Dept. of Electr. Eng., City Univ. of New York, NY.
IEEE Trans Image Process. 1997;6(4):493-506. doi: 10.1109/83.563316.
Solving a convex set theoretic image recovery problem amounts to finding a point in the intersection of closed and convex sets in a Hilbert space. The projection onto convex sets (POCS) algorithm, in which an initial estimate is sequentially projected onto the individual sets according to a periodic schedule, has been the most prevalent tool to solve such problems. Nonetheless, POCS has several shortcomings: it converges slowly, it is ill suited for implementation on parallel processors, and it requires the computation of exact projections at each iteration. We propose a general parallel projection method (EMOPSP) that overcomes these shortcomings. At each iteration of EMOPSP, a convex combination of subgradient projections onto some of the sets is formed and the update is obtained via relaxation. The relaxation parameter may vary over an iteration-dependent, extrapolated range that extends beyond the interval [0,2] used in conventional projection methods. EMOPSP not only generalizes existing projection-based schemes, but it also converges very efficiently thanks to its extrapolated relaxations. Theoretical convergence results are presented as well as numerical simulations.

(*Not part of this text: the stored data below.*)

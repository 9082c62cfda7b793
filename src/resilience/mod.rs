//! Bounded retries for store writes on the accounting path, and the delay
//! schedules shared with the quota ledger's compare-and-swap loop.

use std::fmt::Display;
use std::future::Future;
use std::time::Duration;

/// Delay schedule between attempts: `base * multiplier^(attempt-1)`, capped,
/// then spread uniformly by `±spread` of itself.
///
/// [`store_write`](Self::store_write) paces accounting deductions and usage-log
/// appends against a struggling store. [`contention`](Self::contention) keeps
/// quota-row compare-and-swap retries in the low milliseconds with a wide
/// spread so racing writers fall out of step.
#[derive(Debug, Clone, Copy, PartialEq)]
pub struct ExponentialBackoff {
    pub base: Duration,
    pub cap: Duration,
    pub multiplier: u32,
    /// Fraction of the delay that is randomised, within `[0, 1]`.
    pub spread: f64,
}

impl ExponentialBackoff {
    pub const fn store_write() -> Self {
        Self {
            base: Duration::from_millis(50),
            cap: Duration::from_secs(2),
            multiplier: 2,
            spread: 0.2,
        }
    }

    pub const fn contention() -> Self {
        Self {
            base: Duration::from_millis(2),
            cap: Duration::from_millis(50),
            multiplier: 2,
            spread: 0.5,
        }
    }

    /// Retries back to back; tests use it to count attempts.
    pub const fn immediate() -> Self {
        Self {
            base: Duration::ZERO,
            cap: Duration::ZERO,
            multiplier: 1,
            spread: 0.0,
        }
    }

    pub fn with_spread(mut self, spread: f64) -> Self {
        self.spread = spread.clamp(0.0, 1.0);
        self
    }

    /// Delay before retry number `attempt` (1-based).
    pub fn delay_for(&self, attempt: u32) -> Duration {
        let exponent = attempt.saturating_sub(1).min(31);
        let delay = self
            .base
            .saturating_mul(self.multiplier.saturating_pow(exponent))
            .min(self.cap);
        if self.spread <= 0.0 || delay.is_zero() {
            return delay;
        }
        delay.mul_f64(1.0 + self.spread * rand::random_range(-1.0..=1.0))
    }
}

impl Default for ExponentialBackoff {
    fn default() -> Self {
        Self::store_write()
    }
}

#[derive(Debug, Clone)]
pub struct RetryConfig {
    /// Total attempts including the first one.
    pub max_attempts: u32,
    pub backoff: ExponentialBackoff,
}

impl Default for RetryConfig {
    fn default() -> Self {
        Self {
            max_attempts: 3,
            backoff: ExponentialBackoff::default(),
        }
    }
}

impl RetryConfig {
    pub fn new(max_attempts: u32, backoff: ExponentialBackoff) -> Self {
        Self {
            max_attempts: max_attempts.max(1),
            backoff,
        }
    }

    /// Runs `operation` until it succeeds or the attempt budget is spent.
    ///
    /// The closure receives the 1-based attempt number. The last error is
    /// returned unchanged.
    pub async fn run<F, Fut, T, E>(&self, label: &str, mut operation: F) -> Result<T, E>
    where
        F: FnMut(u32) -> Fut,
        Fut: Future<Output = Result<T, E>>,
        E: Display,
    {
        let max_attempts = self.max_attempts.max(1);
        let mut attempt = 1;
        loop {
            match operation(attempt).await {
                Ok(value) => return Ok(value),
                Err(e) if attempt >= max_attempts => return Err(e),
                Err(e) => {
                    let delay = self.backoff.delay_for(attempt);
                    tracing::warn!(
                        operation = label,
                        attempt,
                        max_attempts,
                        delay_ms = delay.as_millis() as u64,
                        error = %e,
                        "Retrying after failure"
                    );
                    tokio::time::sleep(delay).await;
                    attempt += 1;
                }
            }
        }
    }
}
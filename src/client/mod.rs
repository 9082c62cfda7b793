//! Upstream provider transport.
//!
//! The session engine talks to providers only through [`UpstreamTransport`],
//! which keeps it independent of reqwest and lets tests script upstream
//! behaviour chunk by chunk.

pub mod http;
pub mod sse;

pub use http::{PoolConfig, ReqwestTransport};
pub use sse::{SseEvent, SseScanner};

use std::fmt;
use std::sync::Arc;

use bytes::Bytes;
use futures::stream::BoxStream;

use crate::models::{ApiMode, ProviderEntry};

/// Error class reported by a transport, before cause classification.
#[derive(Debug, Clone, Copy, PartialEq, Eq)]
pub enum ReadErrorKind {
    /// DNS, TCP or TLS failure establishing the connection.
    Connect,
    TimedOut,
    /// The read was cancelled underneath us.
    Cancelled,
    /// Malformed framing, bad status line, decode failure.
    Protocol,
    Io,
}

#[derive(Debug, Clone, PartialEq, Eq)]
pub struct ReadError {
    pub kind: ReadErrorKind,
    pub message: String,
}

impl ReadError {
    pub fn new(kind: ReadErrorKind, message: impl Into<String>) -> Self {
        Self {
            kind,
            message: message.into(),
        }
    }

    pub fn connect(message: impl Into<String>) -> Self {
        Self::new(ReadErrorKind::Connect, message)
    }

    pub fn cancelled(message: impl Into<String>) -> Self {
        Self::new(ReadErrorKind::Cancelled, message)
    }

    pub fn timed_out(message: impl Into<String>) -> Self {
        Self::new(ReadErrorKind::TimedOut, message)
    }

    pub fn protocol(message: impl Into<String>) -> Self {
        Self::new(ReadErrorKind::Protocol, message)
    }
}

impl fmt::Display for ReadError {
    fn fmt(&self, f: &mut fmt::Formatter<'_>) -> fmt::Result {
        write!(f, "{:?}: {}", self.kind, self.message)
    }
}

impl std::error::Error for ReadError {}

pub type BodyStream = BoxStream<'static, Result<Bytes, ReadError>>;

#[derive(Debug, Clone)]
pub struct UpstreamRequest {
    pub provider: Arc<ProviderEntry>,
    pub mode: ApiMode,
    /// Request body, already rewritten for the upstream model.
    pub body: Bytes,
    pub stream: bool,
}

pub struct UpstreamResponse {
    pub status: u16,
    pub content_type: Option<String>,
    pub body: BodyStream,
}

impl UpstreamResponse {
    pub fn is_success(&self) -> bool {
        (200..300).contains(&self.status)
    }

    pub fn is_event_stream(&self) -> bool {
        self.content_type
            .as_deref()
            .is_some_and(|ct| ct.starts_with("text/event-stream"))
    }
}

impl fmt::Debug for UpstreamResponse {
    fn fmt(&self, f: &mut fmt::Formatter<'_>) -> fmt::Result {
        f.debug_struct("UpstreamResponse")
            .field("status", &self.status)
            .field("content_type", &self.content_type)
            .finish_non_exhaustive()
    }
}

#[async_trait::async_trait]
pub trait UpstreamTransport: Send + Sync {
    /// Sends the request and returns once response headers arrived.
    async fn send(&self, request: UpstreamRequest) -> Result<UpstreamResponse, ReadError>;
}
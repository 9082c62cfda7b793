//! Lock-free counters for sessions and accounting.

use std::sync::atomic::{AtomicI64, AtomicU64, Ordering};

use serde::Serialize;

use crate::session::{FailureReason, SessionOutcome};

#[derive(Debug, Default)]
pub struct Counter {
    value: AtomicU64,
}

impl Counter {
    pub fn new() -> Self {
        Self::default()
    }

    pub fn inc(&self) {
        self.value.fetch_add(1, Ordering::Relaxed);
    }

    pub fn add(&self, n: u64) {
        self.value.fetch_add(n, Ordering::Relaxed);
    }

    pub fn get(&self) -> u64 {
        self.value.load(Ordering::Relaxed)
    }
}

#[derive(Debug, Default)]
pub struct Gauge {
    value: AtomicI64,
}

impl Gauge {
    pub fn new() -> Self {
        Self::default()
    }

    pub fn set(&self, value: i64) {
        self.value.store(value, Ordering::Relaxed);
    }

    pub fn inc(&self) {
        self.value.fetch_add(1, Ordering::Relaxed);
    }

    pub fn dec(&self) {
        self.value.fetch_sub(1, Ordering::Relaxed);
    }

    pub fn get(&self) -> i64 {
        self.value.load(Ordering::Relaxed)
    }
}

/// Fixed-bucket histogram; values are recorded in milliseconds.
#[derive(Debug)]
pub struct Histogram {
    buckets: Vec<AtomicU64>,
    bounds: Vec<f64>,
    sum: AtomicU64,
    count: AtomicU64,
}

impl Histogram {
    pub fn new(bounds: Vec<f64>) -> Self {
        let buckets = (0..=bounds.len()).map(|_| AtomicU64::new(0)).collect();
        Self {
            buckets,
            bounds,
            sum: AtomicU64::new(0),
            count: AtomicU64::new(0),
        }
    }

    pub fn session_duration() -> Self {
        Self::new(vec![
            100.0, 500.0, 1_000.0, 5_000.0, 15_000.0, 30_000.0, 60_000.0, 300_000.0,
        ])
    }

    pub fn observe(&self, value: f64) {
        let idx = self
            .bounds
            .iter()
            .position(|&bound| value <= bound)
            .unwrap_or(self.bounds.len());
        self.buckets[idx].fetch_add(1, Ordering::Relaxed);
        self.sum.fetch_add(value as u64, Ordering::Relaxed);
        self.count.fetch_add(1, Ordering::Relaxed);
    }

    pub fn count(&self) -> u64 {
        self.count.load(Ordering::Relaxed)
    }

    pub fn mean(&self) -> f64 {
        match self.count() {
            0 => 0.0,
            n => self.sum.load(Ordering::Relaxed) as f64 / n as f64,
        }
    }
}

/// Process-wide gateway counters, shared by the engine and the pipeline.
#[derive(Debug)]
pub struct GatewayMetrics {
    pub sessions_started: Counter,
    pub sessions_completed: Counter,
    pub sessions_partial: Counter,
    pub sessions_failed: Counter,
    pub sessions_timed_out: Counter,
    pub sessions_active: Gauge,
    pub session_duration_ms: Histogram,
    pub raw_tokens: Counter,

    pub accounting_enqueued: Counter,
    pub accounting_dropped: Counter,
    pub accounting_applied: Counter,
    pub accounting_duplicate: Counter,
    pub accounting_abandoned: Counter,
    pub accounting_queue_depth: Gauge,
    pub accounting_queue_capacity: Gauge,
}

impl GatewayMetrics {
    pub fn new() -> Self {
        Self {
            sessions_started: Counter::new(),
            sessions_completed: Counter::new(),
            sessions_partial: Counter::new(),
            sessions_failed: Counter::new(),
            sessions_timed_out: Counter::new(),
            sessions_active: Gauge::new(),
            session_duration_ms: Histogram::session_duration(),
            raw_tokens: Counter::new(),
            accounting_enqueued: Counter::new(),
            accounting_dropped: Counter::new(),
            accounting_applied: Counter::new(),
            accounting_duplicate: Counter::new(),
            accounting_abandoned: Counter::new(),
            accounting_queue_depth: Gauge::new(),
            accounting_queue_capacity: Gauge::new(),
        }
    }

    pub fn record_session_start(&self) {
        self.sessions_started.inc();
        self.sessions_active.inc();
    }

    pub fn record_session_end(
        &self,
        outcome: SessionOutcome,
        failure: Option<&FailureReason>,
        raw_tokens: u64,
        duration_ms: f64,
    ) {
        self.sessions_active.dec();
        self.session_duration_ms.observe(duration_ms);
        self.raw_tokens.add(raw_tokens);
        match outcome {
            SessionOutcome::Success => self.sessions_completed.inc(),
            SessionOutcome::PartialSuccess => self.sessions_partial.inc(),
            SessionOutcome::Failure => {
                self.sessions_failed.inc();
                if matches!(failure, Some(FailureReason::Timeout)) {
                    self.sessions_timed_out.inc();
                }
            }
        }
    }

    pub fn snapshot(&self) -> MetricsSnapshot {
        MetricsSnapshot {
            sessions_started: self.sessions_started.get(),
            sessions_completed: self.sessions_completed.get(),
            sessions_partial: self.sessions_partial.get(),
            sessions_failed: self.sessions_failed.get(),
            sessions_timed_out: self.sessions_timed_out.get(),
            sessions_active: self.sessions_active.get(),
            mean_session_ms: self.session_duration_ms.mean(),
            raw_tokens: self.raw_tokens.get(),
            accounting_enqueued: self.accounting_enqueued.get(),
            dropped_requests_total: self.accounting_dropped.get(),
            accounting_applied: self.accounting_applied.get(),
            accounting_duplicate: self.accounting_duplicate.get(),
            accounting_abandoned: self.accounting_abandoned.get(),
            queue_size: self.accounting_queue_depth.get(),
            queue_capacity: self.accounting_queue_capacity.get(),
        }
    }
}

impl Default for GatewayMetrics {
    fn default() -> Self {
        Self::new()
    }
}

#[derive(Debug, Clone, Default, PartialEq, Serialize)]
pub struct MetricsSnapshot {
    pub sessions_started: u64,
    pub sessions_completed: u64,
    pub sessions_partial: u64,
    pub sessions_failed: u64,
    pub sessions_timed_out: u64,
    pub sessions_active: i64,
    pub mean_session_ms: f64,
    pub raw_tokens: u64,
    pub accounting_enqueued: u64,
    pub dropped_requests_total: u64,
    pub accounting_applied: u64,
    pub accounting_duplicate: u64,
    pub accounting_abandoned: u64,
    pub queue_size: i64,
    pub queue_capacity: i64,
}

#[cfg(test)]
mod tests {
    use super::*;

    #[test]
    fn test_counter_and_gauge() {
        let counter = Counter::new();
        counter.inc();
        counter.add(4);
        assert_eq!(counter.get(), 5);

        let gauge = Gauge::new();
        gauge.inc();
        gauge.inc();
        gauge.dec();
        assert_eq!(gauge.get(), 1);
    }

    #[test]
    fn test_histogram_mean() {
        let hist = Histogram::new(vec![10.0, 100.0]);
        assert_eq!(hist.mean(), 0.0);
        hist.observe(5.0);
        hist.observe(15.0);
        hist.observe(1_000.0);
        assert_eq!(hist.count(), 3);
        assert!((hist.mean() - 340.0).abs() < f64::EPSILON);
    }

    #[test]
    fn test_session_outcomes_tallied() {
        let metrics = GatewayMetrics::new();
        for _ in 0..3 {
            metrics.record_session_start();
        }
        metrics.record_session_end(SessionOutcome::Success, None, 100, 20.0);
        metrics.record_session_end(SessionOutcome::PartialSuccess, None, 50, 20.0);
        metrics.record_session_end(
            SessionOutcome::Failure,
            Some(&FailureReason::Timeout),
            0,
            20.0,
        );

        let snapshot = metrics.snapshot();
        assert_eq!(snapshot.sessions_started, 3);
        assert_eq!(snapshot.sessions_active, 0);
        assert_eq!(snapshot.sessions_partial, 1);
        assert_eq!(snapshot.sessions_timed_out, 1);
        assert_eq!(snapshot.raw_tokens, 150);
    }
}
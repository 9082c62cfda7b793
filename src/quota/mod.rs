//! Per-user, per-period quota enforcement.
//!
//! The ledger never holds a lock across a store round trip. Every write is a
//! version-checked compare-and-swap on a single `(user, slot)` row, so
//! concurrent sessions of one user add up correctly while the pre-flight
//! check may transiently overshoot by one in-flight request.

mod plan;

pub use plan::{InvalidMultiplier, Multiplier, plan_tokens};

use std::sync::Arc;

use chrono::{DateTime, Utc};
use serde::Serialize;
use uuid::Uuid;

use crate::resilience::ExponentialBackoff;
use crate::store::{QuotaStore, StoreError, StoreResult, UsageRow, WriteOutcome};
use crate::tiers::{QuotaPool, QuotaSlot, TierConfig};
use crate::{Error, Result};

pub type Clock = Arc<dyn Fn() -> DateTime<Utc> + Send + Sync>;

/// Result of a pre-flight check.
#[derive(Debug, Clone, PartialEq, Eq)]
pub enum Admission {
    Allowed,
    /// Primary allowance is spent; serve the request from the fallback pool
    /// using `model` instead of the requested one.
    Fallback { model: String },
    Denied(QuotaDenial),
}

#[derive(Debug, Clone, PartialEq, Eq)]
pub struct QuotaDenial {
    pub slot: QuotaSlot,
    pub limit: u64,
    pub used: u64,
    pub resets_at: DateTime<Utc>,
}

/// Usage to charge for one finished session.
#[derive(Debug, Clone)]
pub struct Deduction {
    /// Idempotency key, normally the session id.
    pub key: Uuid,
    pub user_id: String,
    pub pool: QuotaPool,
    pub plan_tokens: u64,
}

#[derive(Debug, Clone, Copy, PartialEq, Eq)]
pub enum DeductOutcome {
    Applied { slots: usize },
    /// Every slot had already recorded this key.
    Duplicate,
}

/// A deduction that stopped at a failing slot after charging `applied` others.
///
/// Retrying the same [`Deduction`] is safe: charged slots report the key as
/// already recorded.
#[derive(Debug, thiserror::Error)]
#[error("deduction stopped after {applied} of {total} slots: {source}")]
pub struct DeductError {
    pub applied: usize,
    pub total: usize,
    pub source: StoreError,
}

#[derive(Debug, Clone, PartialEq, Eq, Serialize)]
pub struct PeriodUsage {
    pub period: QuotaSlot,
    pub limit: u64,
    pub used: u64,
    pub remaining: u64,
    pub resets_at: DateTime<Utc>,
}

#[derive(Debug, Clone)]
pub struct LedgerConfig {
    /// Compare-and-swap attempts per slot before giving up with a conflict.
    pub max_write_attempts: u32,
    pub conflict_backoff: ExponentialBackoff,
}

impl Default for LedgerConfig {
    fn default() -> Self {
        Self {
            max_write_attempts: 8,
            conflict_backoff: ExponentialBackoff::contention(),
        }
    }
}

pub struct QuotaLedger {
    store: Arc<dyn QuotaStore>,
    config: LedgerConfig,
    clock: Clock,
}

impl QuotaLedger {
    pub fn new(store: Arc<dyn QuotaStore>) -> Self {
        Self {
            store,
            config: LedgerConfig::default(),
            clock: Arc::new(Utc::now),
        }
    }

    pub fn with_config(mut self, config: LedgerConfig) -> Self {
        self.config = config;
        self
    }

    /// Replaces the wall clock, for window-boundary tests.
    pub fn with_clock(mut self, clock: Clock) -> Self {
        self.clock = clock;
        self
    }

    pub fn store(&self) -> &Arc<dyn QuotaStore> {
        &self.store
    }

    fn now(&self) -> DateTime<Utc> {
        (self.clock)()
    }

    /// Pre-flight check against every configured window of `tier`.
    ///
    /// Fails closed: a store error becomes [`Error::ServiceUnavailable`].
    pub async fn check_and_reserve(
        &self,
        user_id: &str,
        tier: &TierConfig,
        estimated_tokens: u64,
    ) -> Result<Admission> {
        let now = self.now();

        let mut exhausted = None;
        for (slot, limit) in tier.primary_slots() {
            let row = self.current(user_id, slot, now).await.map_err(fail_closed)?;
            if row.tokens_used.saturating_add(estimated_tokens) > limit {
                exhausted = Some(denial(&row, limit));
                break;
            }
        }

        let Some(primary) = exhausted else {
            return Ok(Admission::Allowed);
        };

        let (Some(fallback), Some((slot, limit))) = (&tier.fallback, tier.fallback_slot()) else {
            tracing::debug!(
                user_id,
                tier = %tier.name,
                period = %primary.slot,
                used = primary.used,
                limit = primary.limit,
                "Quota exhausted without fallback"
            );
            return Ok(Admission::Denied(primary));
        };

        let row = self.current(user_id, slot, now).await.map_err(fail_closed)?;
        if row.tokens_used.saturating_add(estimated_tokens) > limit {
            tracing::debug!(
                user_id,
                tier = %tier.name,
                used = row.tokens_used,
                limit,
                "Fallback quota exhausted"
            );
            return Ok(Admission::Denied(denial(&row, limit)));
        }

        tracing::debug!(
            user_id,
            tier = %tier.name,
            exhausted = %primary.slot,
            model = %fallback.model,
            "Routing to fallback quota"
        );
        Ok(Admission::Fallback {
            model: fallback.model.clone(),
        })
    }

    /// Adds `plan_tokens` to every slot of the deduction's pool.
    ///
    /// Each slot is written at most once per key; a replay of an applied
    /// deduction reports [`DeductOutcome::Duplicate`].
    pub async fn deduct(
        &self,
        tier: &TierConfig,
        deduction: &Deduction,
    ) -> std::result::Result<DeductOutcome, DeductError> {
        if deduction.plan_tokens == 0 {
            return Ok(DeductOutcome::Applied { slots: 0 });
        }

        let slots: Vec<QuotaSlot> = match deduction.pool {
            QuotaPool::Fallback => match tier.fallback_slot() {
                Some((slot, _)) => vec![slot],
                None => {
                    tracing::warn!(
                        user_id = %deduction.user_id,
                        tier = %tier.name,
                        "Fallback deduction for tier without fallback; charging primary windows"
                    );
                    tier.primary_slots().map(|(slot, _)| slot).collect()
                }
            },
            QuotaPool::Primary => tier.primary_slots().map(|(slot, _)| slot).collect(),
        };

        let mut applied = 0;
        let mut duplicates = 0;
        for slot in &slots {
            match self.apply(deduction, *slot).await {
                Ok(true) => applied += 1,
                Ok(false) => duplicates += 1,
                Err(source) => {
                    return Err(DeductError {
                        applied,
                        total: slots.len(),
                        source,
                    });
                }
            }
        }

        if applied == 0 && duplicates > 0 {
            Ok(DeductOutcome::Duplicate)
        } else {
            Ok(DeductOutcome::Applied { slots: applied })
        }
    }

    /// Usage per configured window, with expired windows reported as reset.
    pub async fn usage(&self, user_id: &str, tier: &TierConfig) -> Result<Vec<PeriodUsage>> {
        let now = self.now();
        let mut report = Vec::new();
        for (slot, limit) in tier.primary_slots().chain(tier.fallback_slot()) {
            let row = match self.store.load(user_id, slot).await.map_err(fail_closed)? {
                Some(row) if !row.is_expired(now) => row,
                _ => UsageRow::fresh(user_id, slot, now),
            };
            report.push(PeriodUsage {
                period: slot,
                limit,
                used: row.tokens_used,
                remaining: limit.saturating_sub(row.tokens_used),
                resets_at: row.reset_at,
            });
        }
        Ok(report)
    }

    /// Returns `false` when the key was already recorded for `slot`.
    async fn apply(&self, deduction: &Deduction, slot: QuotaSlot) -> StoreResult<bool> {
        for attempt in 1..=self.config.max_write_attempts {
            let row = self.current(&deduction.user_id, slot, self.now()).await?;
            let next = row.with_added(deduction.plan_tokens);
            match self
                .store
                .write(Some(row.version), &next, Some(deduction.key))
                .await?
            {
                WriteOutcome::Conflict => {
                    tokio::time::sleep(self.config.conflict_backoff.delay_for(attempt)).await;
                }
                WriteOutcome::AlreadyApplied => return Ok(false),
                WriteOutcome::Applied => {
                    tracing::debug!(
                        user_id = %deduction.user_id,
                        period = %slot,
                        plan_tokens = deduction.plan_tokens,
                        tokens_used = next.tokens_used,
                        "Deduction applied"
                    );
                    return Ok(true);
                }
            }
        }
        Err(StoreError::Conflict {
            key: format!("{}/{}", deduction.user_id, slot),
        })
    }

    /// Loads the live row for `slot`, creating it or rolling it over first.
    async fn current(
        &self,
        user_id: &str,
        slot: QuotaSlot,
        now: DateTime<Utc>,
    ) -> StoreResult<UsageRow> {
        for attempt in 1..=self.config.max_write_attempts {
            let (expected, row) = match self.store.load(user_id, slot).await? {
                Some(row) if !row.is_expired(now) => return Ok(row),
                Some(row) => {
                    tracing::debug!(
                        user_id,
                        period = %slot,
                        tokens_used = row.tokens_used,
                        reset_at = %row.reset_at,
                        "Resetting expired quota window"
                    );
                    (Some(row.version), row.rolled_over(now))
                }
                None => (None, UsageRow::fresh(user_id, slot, now)),
            };

            match self.store.write(expected, &row, None).await? {
                WriteOutcome::Conflict => {
                    tokio::time::sleep(self.config.conflict_backoff.delay_for(attempt)).await;
                }
                _ => return Ok(row),
            }
        }
        Err(StoreError::Conflict {
            key: format!("{user_id}/{slot}"),
        })
    }
}

fn denial(row: &UsageRow, limit: u64) -> QuotaDenial {
    QuotaDenial {
        slot: row.slot,
        limit,
        used: row.tokens_used,
        resets_at: row.reset_at,
    }
}

fn fail_closed(err: StoreError) -> Error {
    tracing::error!(error = %err, "Quota store unavailable; rejecting request");
    Error::ServiceUnavailable(err.to_string())
}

解决凸集理论图像恢复问题相当于在 Hilbert 空间中找到闭凸集的交点中的一个点。投影到凸集(POCS)算法,其中根据周期性计划将初始估计值依次投影到各个集合上,是解决此类问题最流行的工具。然而,POCS 有几个缺点:它收敛速度慢,不适合在并行处理器上实现,并且需要在每次迭代中计算精确的投影。我们提出了一种通用的并行投影方法(EMOPSP),克服了这些缺点。在 EMOPSP 的每次迭代中,形成一些集合的子梯度投影的凸组合,并通过松弛获得更新。松弛参数可以在依赖于迭代的外推范围内变化,该范围超出了传统投影方法中使用的[0,2]区间。EMOPSP 不仅推广了现有的基于投影的方案,而且由于其外推松弛,它的收敛速度也非常快。还提出了理论收敛结果和数值模拟。